Apparently, according to sources at Credit Suisse, in an otherwise routine post-quarter review, Credit Suisse's auditors at KPMG questioned the trading desk's valuation methodology. One aspect of the current CDO market that almost certainly hurt CS are the wide bid-offer spreads of the CDO tranches in question, often more than 20 or 30 points. This is taken as a clear indication of not only poor liquidity in the market, but a sharp difference in opinion over valuation. It also invites the opportunity for a sharply favorable, if unwarranted, valuation.
For example: A trader owns a (hypothetical) CDO tranche whose market is quoted by rival investment banks at between $40 and $80. Many pricing models would allow that bond to be valued anywhere around the $80 level, despite the fact that it is almost certainly trading around $40.
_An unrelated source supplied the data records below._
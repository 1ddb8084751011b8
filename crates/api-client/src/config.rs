//! Configuration for the h2site API client
//!
//! Supports environment-based configuration with sensible defaults.

use crate::error::{ApiError, ApiResult};
use h2site_core::rate_limit::RateLimitConfig;
use h2site_core::retry::RetryConfig;
use serde::{Deserialize, Serialize};
use std::env;
use std::time::Duration;

/// Default production analysis back-end
const DEFAULT_API_URL: &str = "https://api.h2site.dev";

/// Local back-end started with `uvicorn main:app`
const DEVELOPMENT_API_URL: &str = "http://localhost:8000";

/// Mapbox geocoding v5 base
pub const DEFAULT_GEOCODING_URL: &str = "https://api.mapbox.com/geocoding/v5";

/// Environment types
#[derive(Debug, Clone, Copy, Default, PartialEq, Eq, Serialize, Deserialize)]
#[serde(rename_all = "lowercase")]
pub enum Environment {
    /// Local development back-end
    Development,
    /// Staging environment
    Staging,
    /// Production environment
    #[default]
    Production,
}

impl Environment {
    /// Parse from `H2SITE_ENV`
    pub fn from_env() -> Self {
        Self::parse(&env::var("H2SITE_ENV").unwrap_or_default())
    }

    fn parse(value: &str) -> Self {
        match value.to_lowercase().as_str() {
            "development" | "dev" | "local" => Self::Development,
            "staging" | "stage" => Self::Staging,
            _ => Self::Production,
        }
    }
}

/// Client configuration
#[derive(Debug, Clone, Serialize, Deserialize)]
pub struct ClientConfig {
    /// Base URL of the analysis back-end (assets, analyse, reports, health)
    pub base_url: String,
    /// Base URL of the geocoding service
    pub geocoding_url: String,
    /// Geocoding access token; geocoding calls fail with `MissingEnvVar` without it
    #[serde(skip_serializing)]
    pub mapbox_token: Option<String>,
    /// Identity-provider ID token forwarded as a bearer token to the back-end
    #[serde(skip_serializing)]
    pub id_token: Option<String>,
    /// Request timeout
    #[serde(with = "duration_secs")]
    pub timeout: Duration,
    /// Retry configuration
    pub retry: RetryConfig,
    /// Rate limit configuration
    pub rate_limit: RateLimitConfig,
    /// Current environment
    pub environment: Environment,
}

mod duration_secs {
    use serde::{Deserialize, Deserializer, Serialize, Serializer};
    use std::time::Duration;

    pub fn serialize<S: Serializer>(duration: &Duration, serializer: S) -> Result<S::Ok, S::Error> {
        duration.as_secs().serialize(serializer)
    }

    pub fn deserialize<'de, D: Deserializer<'de>>(deserializer: D) -> Result<Duration, D::Error> {
        let secs = u64::deserialize(deserializer)?;
        Ok(Duration::from_secs(secs))
    }
}

impl Default for ClientConfig {
    fn default() -> Self {
        Self {
            base_url: DEFAULT_API_URL.to_string(),
            geocoding_url: DEFAULT_GEOCODING_URL.to_string(),
            mapbox_token: None,
            id_token: None,
            timeout: Duration::from_secs(30),
            retry: RetryConfig::default(),
            rate_limit: RateLimitConfig::per_minute(100),
            environment: Environment::default(),
        }
    }
}

impl ClientConfig {
    /// Create configuration from environment variables
    ///
    /// Reads the following environment variables:
    /// - `H2SITE_API_URL`: Base URL of the analysis back-end
    /// - `H2SITE_GEOCODING_URL`: Geocoding service base URL
    /// - `MAPBOX_ACCESS_TOKEN`: Geocoding access token
    /// - `H2SITE_ID_TOKEN`: Bearer token for the back-end
    /// - `H2SITE_ENV`: Environment (development/staging/production)
    /// - `H2SITE_TIMEOUT_SECS`: Request timeout in seconds
    pub fn from_env() -> ApiResult<Self> {
        let mut config = match Environment::from_env() {
            Environment::Development => Self::development(),
            Environment::Staging => Self::staging(),
            Environment::Production => Self::production(),
        };

        if let Ok(url) = env::var("H2SITE_API_URL") {
            config.base_url = url;
        }
        if let Ok(url) = env::var("H2SITE_GEOCODING_URL") {
            config.geocoding_url = url;
        }

        if let Ok(raw) = env::var("H2SITE_TIMEOUT_SECS") {
            let secs: u64 = raw
                .parse()
                .map_err(|_| ApiError::config(format!("H2SITE_TIMEOUT_SECS is not a number: {raw}")))?;
            config.timeout = Duration::from_secs(secs);
        }

        Ok(config)
    }

    /// Create development configuration (local back-end)
    #[must_use]
    pub fn development() -> Self {
        Self {
            base_url: DEVELOPMENT_API_URL.to_string(),
            geocoding_url: DEFAULT_GEOCODING_URL.to_string(),
            mapbox_token: env::var("MAPBOX_ACCESS_TOKEN").ok(),
            id_token: env::var("H2SITE_ID_TOKEN").ok(),
            timeout: Duration::from_secs(10),
            retry: RetryConfig::quick(),
            rate_limit: RateLimitConfig::per_minute(1000),
            environment: Environment::Development,
        }
    }

    /// Create staging configuration
    #[must_use]
    pub fn staging() -> Self {
        Self {
            base_url: env::var("STAGING_H2SITE_API_URL")
                .unwrap_or_else(|_| DEFAULT_API_URL.to_string()),
            geocoding_url: DEFAULT_GEOCODING_URL.to_string(),
            mapbox_token: env::var("MAPBOX_ACCESS_TOKEN").ok(),
            id_token: env::var("STAGING_H2SITE_ID_TOKEN")
                .or_else(|_| env::var("H2SITE_ID_TOKEN"))
                .ok(),
            timeout: Duration::from_secs(30),
            retry: RetryConfig::default(),
            rate_limit: RateLimitConfig::per_minute(200),
            environment: Environment::Staging,
        }
    }

    /// Create production configuration
    ///
    /// Analysis runs the scoring model and an LLM summary server-side, so the
    /// retry policy is the slow one.
    #[must_use]
    pub fn production() -> Self {
        Self {
            base_url: DEFAULT_API_URL.to_string(),
            geocoding_url: DEFAULT_GEOCODING_URL.to_string(),
            mapbox_token: env::var("MAPBOX_ACCESS_TOKEN").ok(),
            id_token: env::var("H2SITE_ID_TOKEN").ok(),
            timeout: Duration::from_secs(60),
            retry: RetryConfig::analysis(),
            rate_limit: RateLimitConfig::per_minute(100),
            environment: Environment::Production,
        }
    }

    /// Builder-style method to set base URL
    #[must_use]
    pub fn with_base_url(mut self, url: impl Into<String>) -> Self {
        self.base_url = url.into();
        self
    }

    /// Builder-style method to set the geocoding URL
    #[must_use]
    pub fn with_geocoding_url(mut self, url: impl Into<String>) -> Self {
        self.geocoding_url = url.into();
        self
    }

    /// Builder-style method to set the geocoding token
    #[must_use]
    pub fn with_mapbox_token(mut self, token: impl Into<String>) -> Self {
        self.mapbox_token = Some(token.into());
        self
    }

    /// Builder-style method to set the bearer token
    #[must_use]
    pub fn with_id_token(mut self, token: impl Into<String>) -> Self {
        self.id_token = Some(token.into());
        self
    }

    /// Builder-style method to set timeout
    #[must_use]
    pub fn with_timeout(mut self, timeout: Duration) -> Self {
        self.timeout = timeout;
        self
    }

    /// Builder-style method to set retry config
    #[must_use]
    pub fn with_retry(mut self, retry: RetryConfig) -> Self {
        self.retry = retry;
        self
    }

    /// Builder-style method to set rate limit config
    #[must_use]
    pub fn with_rate_limit(mut self, rate_limit: RateLimitConfig) -> Self {
        self.rate_limit = rate_limit;
        self
    }

    /// Validate the configuration
    pub fn validate(&self) -> ApiResult<()> {
        for (name, url) in [("base_url", &self.base_url), ("geocoding_url", &self.geocoding_url)] {
            if url.is_empty() {
                return Err(ApiError::config(format!("{name} cannot be empty")));
            }
            if !url.starts_with("http://") && !url.starts_with("https://") {
                return Err(ApiError::config(format!(
                    "{name} must start with http:// or https://"
                )));
            }
        }

        if self.timeout.is_zero() {
            return Err(ApiError::config("timeout cannot be zero"));
        }

        Ok(())
    }
}

#[cfg(test)]
mod tests {
    use super::*;

    #[test]
    fn test_default_config() {
        let config = ClientConfig::default();
        assert_eq!(config.base_url, DEFAULT_API_URL);
        assert_eq!(config.geocoding_url, DEFAULT_GEOCODING_URL);
        assert_eq!(config.timeout, Duration::from_secs(30));
        assert!(config.id_token.is_none());
    }

    #[test]
    fn test_development_config() {
        let config = ClientConfig::development();
        assert!(config.base_url.contains("localhost"));
        assert_eq!(config.environment, Environment::Development);
        assert_eq!(config.retry, RetryConfig::quick());
    }

    #[test]
    fn test_production_uses_analysis_retry() {
        let config = ClientConfig::production();
        assert_eq!(config.retry, RetryConfig::analysis());
        assert_eq!(config.environment, Environment::Production);
    }

    #[test]
    fn test_environment_parse() {
        assert_eq!(Environment::parse("dev"), Environment::Development);
        assert_eq!(Environment::parse("STAGING"), Environment::Staging);
        assert_eq!(Environment::parse(""), Environment::Production);
    }

    #[test]
    fn test_builder_pattern() {
        let config = ClientConfig::default()
            .with_base_url("http://10.0.0.5:8000")
            .with_id_token("token")
            .with_timeout(Duration::from_secs(90));

        assert_eq!(config.base_url, "http://10.0.0.5:8000");
        assert_eq!(config.id_token.as_deref(), Some("token"));
        assert_eq!(config.timeout, Duration::from_secs(90));
    }

    #[test]
    fn test_validation() {
        assert!(ClientConfig::default().validate().is_ok());
        assert!(ClientConfig::default().with_base_url("").validate().is_err());
        assert!(ClientConfig::default().with_geocoding_url("ftp://x").validate().is_err());
        assert!(ClientConfig::default()
            .with_timeout(Duration::ZERO)
            .validate()
            .is_err());
    }

    #[test]
    fn test_tokens_not_serialized() {
        let config = ClientConfig::default().with_id_token("secret").with_mapbox_token("pk.x");
        let json = serde_json::to_string(&config).unwrap();
        assert!(!json.contains("secret"));
        assert!(!json.contains("pk.x"));
    }
}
The revaluation will forced Credit Suisse to cut its profit by $1 billion. Last week, the bank reported earnings of $7.8 billion from continuing operations for the year, a modest decline of only 3% from last year given the calamities in the global credit markets. In fact, there has been no shortage of ink spilled touting the bank's remarkable transformation into a nimble, risk-managing focused operation from its legacy of being at the center of most every financial crisis in recent financial history.
Indeed, unlike the end of the 1980s, when a busted leveraged buy-out almost forced the collapse of the then-First Boston Corp., to the 1998 debt crisis, which saw Credit Suisse First Boston lose billions of dollars, the bank's writedowns this year have paled in comparison with those of UBS, Citigroup (C, Fortune 500) and Merril (MER, Fortune 500)l. UBS (UBS) alone has taken over $19 billion in writedowns for its mortgage exposure.
Combining the $2.85 billion charge with the announcement of $1.89 billion in writedowns last week, Credit Suisse has now reduced the value of its fixed-income holdings by $4.74 billion.
A Credit Suisse spokesman in New York declined to comment. In a conference call, bank chief executive Brady Dougan refused to disclose how much of the $2.85 billion was related to "adverse market conditions" and how much was the traders' "lateness in marking."